╔══
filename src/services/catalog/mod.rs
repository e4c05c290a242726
//! Video catalog abstraction
//!
//! The recommendation engine never performs I/O. A catalog supplies the
//! candidate set for one request, in whatever shape the backing store keeps
//! it; normalization into engine records happens in the service layer.

use crate::{error::AppResult, models::RawVideo};

pub mod memory;
pub mod postgres;

pub use memory::InMemoryCatalog;
pub use postgres::PgCatalog;

/// Trait for video catalog backends
#[cfg_attr(test, mockall::automock)]
#[async_trait::async_trait]
pub trait VideoCatalog: Send + Sync {
    /// Fetch every video in the catalog, in a stable order
    async fn fetch_all(&self) -> AppResult<Vec<RawVideo>>;

    /// Catalog name for logging and debugging
    fn name(&self) -> &'static str;
}
use serde::{Deserialize, Serialize};

use crate::recommend::RecommendError;

/// Characters that only show up inside a genre label when a raw delimited
/// string was passed through without being split.
const LIST_DELIMITERS: [char; 3] = ['|', ',', ';'];

/// A video as consumed by the recommendation engine
#[derive(Debug, Clone, Serialize, Deserialize, PartialEq, Eq)]
pub struct VideoRecord {
    /// Display title, also the identity key within one candidate set
    pub title: String,
    /// Free-text description
    pub description: String,
    /// Ordered genre labels (e.g. "Comedy", "Sci-Fi")
    pub genres: Vec<String>,
}

impl VideoRecord {
    pub fn new(title: impl Into<String>, description: impl Into<String>, genres: &[&str]) -> Self {
        Self {
            title: title.into(),
            description: description.into(),
            genres: genres.iter().map(|g| g.to_string()).collect(),
        }
    }

    /// Returns true if any of this video's genres appears in `favorites`
    pub fn has_any_genre(&self, favorites: &[String]) -> bool {
        self.genres.iter().any(|genre| favorites.contains(genre))
    }

    /// Text fed to the vectorizer in title-similarity mode
    pub fn document(&self) -> String {
        let mut parts = Vec::with_capacity(self.genres.len() + 2);
        parts.push(self.title.as_str());
        parts.push(self.description.as_str());
        parts.extend(self.genres.iter().map(String::as_str));
        parts.join(" ")
    }

    /// Rejects records that were not normalized before entering the engine
    pub fn validate(&self) -> Result<(), RecommendError> {
        if self.title.trim().is_empty() {
            return Err(RecommendError::InvalidRecord(
                "video title must not be blank".to_string(),
            ));
        }

        for genre in &self.genres {
            if genre.trim().is_empty() {
                return Err(RecommendError::InvalidRecord(format!(
                    "video '{}' has a blank genre label",
                    self.title
                )));
            }
            if genre.contains(LIST_DELIMITERS) {
                return Err(RecommendError::InvalidRecord(format!(
                    "video '{}' has an unsplit genre list '{}'",
                    self.title, genre
                )));
            }
        }

        Ok(())
    }
}

/// Genre field as stored by the catalog: either a proper list or a single
/// delimited string such as `"Adventure|Animation|Children"`
#[derive(Debug, Clone, Serialize, Deserialize, PartialEq, Eq)]
#[serde(untagged)]
pub enum GenreField {
    List(Vec<String>),
    Delimited(String),
}

impl GenreField {
    /// Splits the field into trimmed, non-empty labels
    pub fn into_labels(self, delimiter: char) -> Vec<String> {
        let labels: Vec<String> = match self {
            GenreField::List(labels) => labels,
            GenreField::Delimited(raw) => raw.split(delimiter).map(str::to_string).collect(),
        };

        labels
            .into_iter()
            .map(|label| label.trim().to_string())
            .filter(|label| !label.is_empty())
            .collect()
    }
}

impl Default for GenreField {
    fn default() -> Self {
        GenreField::List(Vec::new())
    }
}

/// A video exactly as the catalog returns it
#[derive(Debug, Clone, Serialize, Deserialize, PartialEq, Eq)]
pub struct RawVideo {
    pub title: String,
    #[serde(default)]
    pub description: Option<String>,
    #[serde(default)]
    pub genres: GenreField,
}

impl RawVideo {
    /// Converts the catalog shape into an engine record
    pub fn normalize(self, delimiter: char) -> VideoRecord {
        VideoRecord {
            title: self.title.trim().to_string(),
            description: self.description.unwrap_or_default(),
            genres: self.genres.into_labels(delimiter),
        }
    }
}

#[cfg(test)]
mod tests {
    use super::*;

    #[test]
    fn test_normalize_delimited_genres() {
        let raw = RawVideo {
            title: "Toy Story (1995)".to_string(),
            description: None,
            genres: GenreField::Delimited("Adventure|Animation| Children |".to_string()),
        };

        let video = raw.normalize('|');
        assert_eq!(video.title, "Toy Story (1995)");
        assert_eq!(video.description, "");
        assert_eq!(video.genres, vec!["Adventure", "Animation", "Children"]);
    }

    #[test]
    fn test_normalize_list_genres_is_untouched() {
        let raw = RawVideo {
            title: "Heat (1995)".to_string(),
            description: Some("A heist".to_string()),
            genres: GenreField::List(vec!["Action".to_string(), "Crime".to_string()]),
        };

        let video = raw.normalize('|');
        assert_eq!(video.genres, vec!["Action", "Crime"]);
        assert!(video.validate().is_ok());
    }

    #[test]
    fn test_genre_field_deserializes_both_shapes() {
        let delimited: RawVideo =
            serde_json::from_str(r#"{"title":"A","genres":"Comedy|Drama"}"#).unwrap();
        assert_eq!(
            delimited.genres,
            GenreField::Delimited("Comedy|Drama".to_string())
        );

        let list: RawVideo =
            serde_json::from_str(r#"{"title":"B","genres":["Comedy","Drama"]}"#).unwrap();
        assert_eq!(
            list.genres,
            GenreField::List(vec!["Comedy".to_string(), "Drama".to_string()])
        );

        let missing: RawVideo = serde_json::from_str(r#"{"title":"C"}"#).unwrap();
        assert_eq!(missing.genres, GenreField::List(vec![]));
    }

    #[test]
    fn test_validate_rejects_unsplit_genres() {
        let video = VideoRecord::new("A", "", &["Comedy|Drama"]);
        assert!(matches!(
            video.validate(),
            Err(RecommendError::InvalidRecord(_))
        ));
    }

    #[test]
    fn test_validate_rejects_blank_title() {
        let video = VideoRecord::new("  ", "", &["Comedy"]);
        assert!(matches!(
            video.validate(),
            Err(RecommendError::InvalidRecord(_))
        ));
    }

    #[test]
    fn test_document_joins_all_fields() {
        let video = VideoRecord::new("Heat", "A heist", &["Action", "Crime"]);
        assert_eq!(video.document(), "Heat A heist Action Crime");
    }

    #[test]
    fn test_has_any_genre() {
        let video = VideoRecord::new("A", "", &["Comedy", "Drama"]);
        assert!(video.has_any_genre(&["Drama".to_string()]));
        assert!(!video.has_any_genre(&["Horror".to_string()]));
    }
}
mod video;

pub use video::{GenreField, RawVideo, VideoRecord};
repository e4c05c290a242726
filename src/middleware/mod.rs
pub mod request_id;
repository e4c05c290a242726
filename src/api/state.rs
use std::sync::Arc;

use crate::recommend::Recommender;
use crate::services::{RecommendationService, VideoCatalog};

/// Shared application state
///
/// Holds only immutable collaborators; every request builds its own engine
/// structures from a fresh catalog snapshot.
#[derive(Clone)]
pub struct AppState {
    pub recommendations: Arc<RecommendationService>,
}

impl AppState {
    /// Creates application state around a catalog backend
    pub fn new(
        catalog: Arc<dyn VideoCatalog>,
        recommender: Recommender,
        genre_delimiter: char,
    ) -> Self {
        Self {
            recommendations: Arc::new(RecommendationService::new(
                catalog,
                recommender,
                genre_delimiter,
            )),
        }
    }
}
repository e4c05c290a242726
use axum::{
    body::Body,
    extract::Request,
    http::{HeaderMap, HeaderValue},
    middleware::Next,
    response::Response,
};
use uuid::Uuid;

/// HTTP header name for request ID
pub const REQUEST_ID_HEADER: &str = "x-request-id";

/// Correlates log lines of one recommendation request
#[derive(Clone, Copy, Debug, PartialEq, Eq)]
pub struct RequestId(pub Uuid);

impl RequestId {
    /// Creates a new random request ID
    pub fn new() -> Self {
        Self(Uuid::new_v4())
    }

    /// Reuses the caller's ID when it is a valid UUID
    pub fn from_headers(headers: &HeaderMap) -> Self {
        headers
            .get(REQUEST_ID_HEADER)
            .and_then(|h| h.to_str().ok())
            .and_then(|s| Uuid::parse_str(s).ok())
            .map(RequestId)
            .unwrap_or_default()
    }
}

impl Default for RequestId {
    fn default() -> Self {
        Self::new()
    }
}

impl std::fmt::Display for RequestId {
    fn fmt(&self, f: &mut std::fmt::Formatter<'_>) -> std::fmt::Result {
        write!(f, "{}", self.0)
    }
}

/// Attaches a [`RequestId`] to the request extensions and echoes it in the
/// `x-request-id` response header.
pub async fn request_id_middleware(mut request: Request, next: Next) -> Response {
    let request_id = RequestId::from_headers(request.headers());
    request.extensions_mut().insert(request_id);

    let mut response = next.run(request).await;

    if let Ok(header_value) = HeaderValue::from_str(&request_id.to_string()) {
        response
            .headers_mut()
            .insert(REQUEST_ID_HEADER, header_value);
    }

    response
}

/// Span for one HTTP request, tagged with its request ID
pub fn make_span_with_request_id(request: &Request<Body>) -> tracing::Span {
    let request_id = request
        .extensions()
        .get::<RequestId>()
        .map(ToString::to_string)
        .unwrap_or_else(|| "unknown".to_string());

    tracing::info_span!(
        "http_request",
        method = %request.method(),
        uri = %request.uri(),
        request_id = %request_id,
    )
}
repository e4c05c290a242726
use sqlx::PgPool;

use crate::{
    error::AppResult,
    models::{GenreField, RawVideo},
};

use super::VideoCatalog;

/// Row of the `videos` table
#[derive(Debug, sqlx::FromRow)]
struct VideoRow {
    title: String,
    description: Option<String>,
    genres: String,
}

impl From<VideoRow> for RawVideo {
    fn from(row: VideoRow) -> Self {
        RawVideo {
            title: row.title,
            description: row.description,
            genres: GenreField::Delimited(row.genres),
        }
    }
}

/// Catalog backed by the PostgreSQL `videos` table
#[derive(Clone)]
pub struct PgCatalog {
    pool: PgPool,
}

impl PgCatalog {
    pub fn new(pool: PgPool) -> Self {
        Self { pool }
    }
}

#[async_trait::async_trait]
impl VideoCatalog for PgCatalog {
    async fn fetch_all(&self) -> AppResult<Vec<RawVideo>> {
        let rows: Vec<VideoRow> = sqlx::query_as(
            r#"
            SELECT title, description, genres
            FROM videos
            ORDER BY id
            "#,
        )
        .fetch_all(&self.pool)
        .await?;

        tracing::debug!(count = rows.len(), "Fetched videos from PostgreSQL");

        Ok(rows.into_iter().map(RawVideo::from).collect())
    }

    fn name(&self) -> &'static str {
        "postgres"
    }
}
╚══
## What you have to do
Beginning at the line that holds "pub fn new(pool: PgPool)", copy every line through the end of the entries exactly as given, and only those lines.

## Solved problem
    pub fn new(pool: PgPool) -> Self {
        Self { pool }
    }
}

#[async_trait::async_trait]
impl VideoCatalog for PgCatalog {
    async fn fetch_all(&self) -> AppResult<Vec<RawVideo>> {
        let rows: Vec<VideoRow> = sqlx::query_as(
            r#"
            SELECT title, description, genres
            FROM videos
            ORDER BY id
            "#,
        )
        .fetch_all(&self.pool)
        .await?;

        tracing::debug!(count = rows.len(), "Fetched videos from PostgreSQL");

        Ok(rows.into_iter().map(RawVideo::from).collect())
    }

    fn name(&self) -> &'static str {
        "postgres"
    }
}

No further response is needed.